实验例1采用本发明方法和常规方法制备得到的乳酸菌抗菌肽的抑菌效果比较

以实施例1-3和对比例1中分离提纯后得到含抗菌肽的浓缩液为试验样品进行抑菌试验，实施例1-3为实验组，对比例1为对照组，实验用指示菌为大肠杆菌，每组样品除了做浓缩液的测试外，还分别做5个稀释度的实验(分别稀释10倍、20倍、30倍、50倍和100倍)，具体试验方法如下：

(1)将经活化的大肠杆菌培养至浓度为1×10⁶cfu/ml的菌液，然后将其均匀涂布于lb测试培养基上，在测试培养基上打2个上样孔，并将上样孔处的测试培养基挑出，用记号笔在上样孔旁边做好标记，对照组标记为1，实验组标记为2，对照组和实验组均做5个平行试验；

(2)用移液枪分别取150ul实施例1-3和对比例1中的上清液，并加入对应的上样孔内，然后将接种后的培养基置于37℃的培养箱中培养24h。

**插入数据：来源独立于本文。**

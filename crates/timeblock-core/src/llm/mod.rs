//! Language model access for the planner.
//!
//! The planner only sees [`LlmClient`]; [`OpenAiCompatClient`] is the one
//! network implementation shipped with the crate.

mod client;
mod error;
mod json;
mod openai;
mod types;

pub use client::{chat_json, parse_json, LlmClient};
pub use error::LlmError;
pub use json::extract_json;
pub use openai::OpenAiCompatClient;
pub use types::{Message, Role};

(3)用游标卡尺分别测量对照组和实验组的抑菌圈直径，并计算出5个平行直径的平均值，结果如表1所示。

通过表1可以看出，与常规制备方法相比，采用本发明方法制备得到的含抗菌肽的浓缩液具有更显著的抑菌效果，在稀释一定浓度的情况下，本发明的抑菌效果表现出递减的现象，说明在相同的条件下，采用本发明方法可以制备得到的更高浓度的乳酸菌抗菌肽。

表1本发明方法和常规方法制备得到的乳酸菌抗菌肽的抑菌效果比较

以上对本发明的实施方式作了详细说明，但本发明不限于所描述的实施方式。对于本领域的技术人员而言，在不脱离本发明原理和精神的情况下，对这些实施方式进行多种变化、修改、替换和变型，仍落入本发明的保护范围内。